Prompt: Present the following entries again, word for word and in full.

[Dataset records]
BEGIN

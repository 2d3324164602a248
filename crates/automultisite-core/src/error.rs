// ── Core error types ──
//
// Failures raised while resolving, composing, or reading the alias registry.
// Provisioning has its own error type (`ProvisionError`) because it also
// carries rollback state; it wraps these where a registry read fails.

use std::path::PathBuf;

use thiserror::Error;

/// Unified error type for resolution, composition, and registry I/O.
#[derive(Debug, Error)]
pub enum CoreError {
    // ── Resolution errors ────────────────────────────────────────────
    #[error("Cannot list sites directory {}", path.display())]
    SitesDirUnreadable {
        path: PathBuf,
        #[source]
        source: std::io::Error,
    },

    #[error("No site URI available: headless invocation has no --uri= argument")]
    MissingUri,

    #[error("Invalid site URI '{uri}': {reason}")]
    InvalidUri { uri: String, reason: String },

    // ── Composition errors ───────────────────────────────────────────
    #[error("Site directory {} does not carry the '{prefix}' prefix", path.display())]
    InvalidSiteDirectory { path: PathBuf, prefix: String },

    // ── Registry errors ──────────────────────────────────────────────
    #[error("Cannot read alias registry {}", path.display())]
    RegistryRead {
        path: PathBuf,
        #[source]
        source: std::io::Error,
    },

    #[error("Alias registry {} is not a valid alias mapping", path.display())]
    RegistryParse {
        path: PathBuf,
        #[source]
        source: serde_yaml::Error,
    },

    #[error("Cannot write alias registry {}", path.display())]
    RegistryWrite {
        path: PathBuf,
        #[source]
        source: std::io::Error,
    },

    #[error("Cannot serialize alias registry")]
    RegistrySerialize(#[source] serde_yaml::Error),
}
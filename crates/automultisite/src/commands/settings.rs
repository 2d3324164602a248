//! `multisite:settings` handler.

use automultisite_core::{CoreError, SettingsSchema, SiteOverrides, compose};

use crate::cli::{GlobalOpts, SchemaArg, SettingsArgs};
use crate::error::CliError;
use crate::{config, output};

impl From<SchemaArg> for SettingsSchema {
    fn from(arg: SchemaArg) -> Self {
        match arg {
            SchemaArg::ConfigSyncDirectory => Self::ConfigSyncDirectory,
            SchemaArg::ConfigDirectories => Self::ConfigDirectories,
        }
    }
}

fn detail(o: &SiteOverrides) -> String {
    let sync_key = match o.schema {
        SettingsSchema::ConfigSyncDirectory => "settings.config_sync_directory",
        SettingsSchema::ConfigDirectories => "config_directories.sync",
    };

    let mut pairs = vec![("site key", o.site_key.clone())];
    if let Some(ref db) = o.database_name {
        pairs.push(("databases.default.database", db.clone()));
    }
    pairs.extend([
        (sync_key, o.config_sync_directory.display().to_string()),
        ("settings.file_public_path", o.file_public_path.display().to_string()),
        ("config.file_temporary_path", o.file_temporary_path.display().to_string()),
        ("config.site_name", o.site_name.clone()),
    ]);
    output::detail_lines(&pairs)
}

pub fn handle(args: SettingsArgs, global: &GlobalOpts) -> Result<(), CliError> {
    let (cfg, _cwd) = config::load()?;

    let schema = args.schema.map_or(cfg.schema, SettingsSchema::from);
    let prefix = args.prefix.unwrap_or_else(|| cfg.prefix.clone());

    let overrides = compose(&args.site_path, args.database.as_deref(), schema, &prefix)
        .map_err(|err| match err {
            CoreError::InvalidSiteDirectory { .. } => CliError::Validation {
                field: "site_path".into(),
                reason: err.to_string(),
            },
            other => CliError::Core(other),
        })?;

    let out = output::render_single(&global.output, &overrides, detail, |o| {
        o.database_name.clone().unwrap_or_else(|| o.site_key.clone())
    })?;
    output::print_output(&out, global.quiet);
    Ok(())
}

END

Problem solution:
repository 2d3324164602a248
filename crates/automultisite-core/src/error.rs
// ── Core error types ──
//
// Failures raised while resolving, composing, or reading the alias registry.
// Provisioning has its own error type (`ProvisionError`) because it also
// carries rollback state; it wraps these where a registry read fails.

use std::path::PathBuf;

use thiserror::Error;

/// Unified error type for resolution, composition, and registry I/O.
#[derive(Debug, Error)]
pub enum CoreError {
    // ── Resolution errors ────────────────────────────────────────────
    #[error("Cannot list sites directory {}", path.display())]
    SitesDirUnreadable {
        path: PathBuf,
        #[source]
        source: std::io::Error,
    },

    #[error("No site URI available: headless invocation has no --uri= argument")]
    MissingUri,

    #[error("Invalid site URI '{uri}': {reason}")]
    InvalidUri { uri: String, reason: String },

    // ── Composition errors ───────────────────────────────────────────
    #[error("Site directory {} does not carry the '{prefix}' prefix", path.display())]
    InvalidSiteDirectory { path: PathBuf, prefix: String },

    // ── Registry errors ──────────────────────────────────────────────
    #[error("Cannot read alias registry {}", path.display())]
    RegistryRead {
        path: PathBuf,
        #[source]
        source: std::io::Error,
    },

    #[error("Alias registry {} is not a valid alias mapping", path.display())]
    RegistryParse {
        path: PathBuf,
        #[source]
        source: serde_yaml::Error,
    },

    #[error("Cannot write alias registry {}", path.display())]
    RegistryWrite {
        path: PathBuf,
        #[source]
        source: std::io::Error,
    },

    #[error("Cannot serialize alias registry")]
    RegistrySerialize(#[source] serde_yaml::Error),
}
filename crates/automultisite/src/commands/settings.rs
repository 2d3324164602a248
//! `multisite:settings` handler.

use automultisite_core::{CoreError, SettingsSchema, SiteOverrides, compose};

use crate::cli::{GlobalOpts, SchemaArg, SettingsArgs};
use crate::error::CliError;
use crate::{config, output};

impl From<SchemaArg> for SettingsSchema {
    fn from(arg: SchemaArg) -> Self {
        match arg {
            SchemaArg::ConfigSyncDirectory => Self::ConfigSyncDirectory,
            SchemaArg::ConfigDirectories => Self::ConfigDirectories,
        }
    }
}

fn detail(o: &SiteOverrides) -> String {
    let sync_key = match o.schema {
        SettingsSchema::ConfigSyncDirectory => "settings.config_sync_directory",
        SettingsSchema::ConfigDirectories => "config_directories.sync",
    };

    let mut pairs = vec![("site key", o.site_key.clone())];
    if let Some(ref db) = o.database_name {
        pairs.push(("databases.default.database", db.clone()));
    }
    pairs.extend([
        (sync_key, o.config_sync_directory.display().to_string()),
        ("settings.file_public_path", o.file_public_path.display().to_string()),
        ("config.file_temporary_path", o.file_temporary_path.display().to_string()),
        ("config.site_name", o.site_name.clone()),
    ]);
    output::detail_lines(&pairs)
}

pub fn handle(args: SettingsArgs, global: &GlobalOpts) -> Result<(), CliError> {
    let (cfg, _cwd) = config::load()?;

    let schema = args.schema.map_or(cfg.schema, SettingsSchema::from);
    let prefix = args.prefix.unwrap_or_else(|| cfg.prefix.clone());

    let overrides = compose(&args.site_path, args.database.as_deref(), schema, &prefix)
        .map_err(|err| match err {
            CoreError::InvalidSiteDirectory { .. } => CliError::Validation {
                field: "site_path".into(),
                reason: err.to_string(),
            },
            other => CliError::Core(other),
        })?;

    let out = output::render_single(&global.output, &overrides, detail, |o| {
        o.database_name.clone().unwrap_or_else(|| o.site_key.clone())
    })?;
    output::print_output(&out, global.quiet);
    Ok(())
}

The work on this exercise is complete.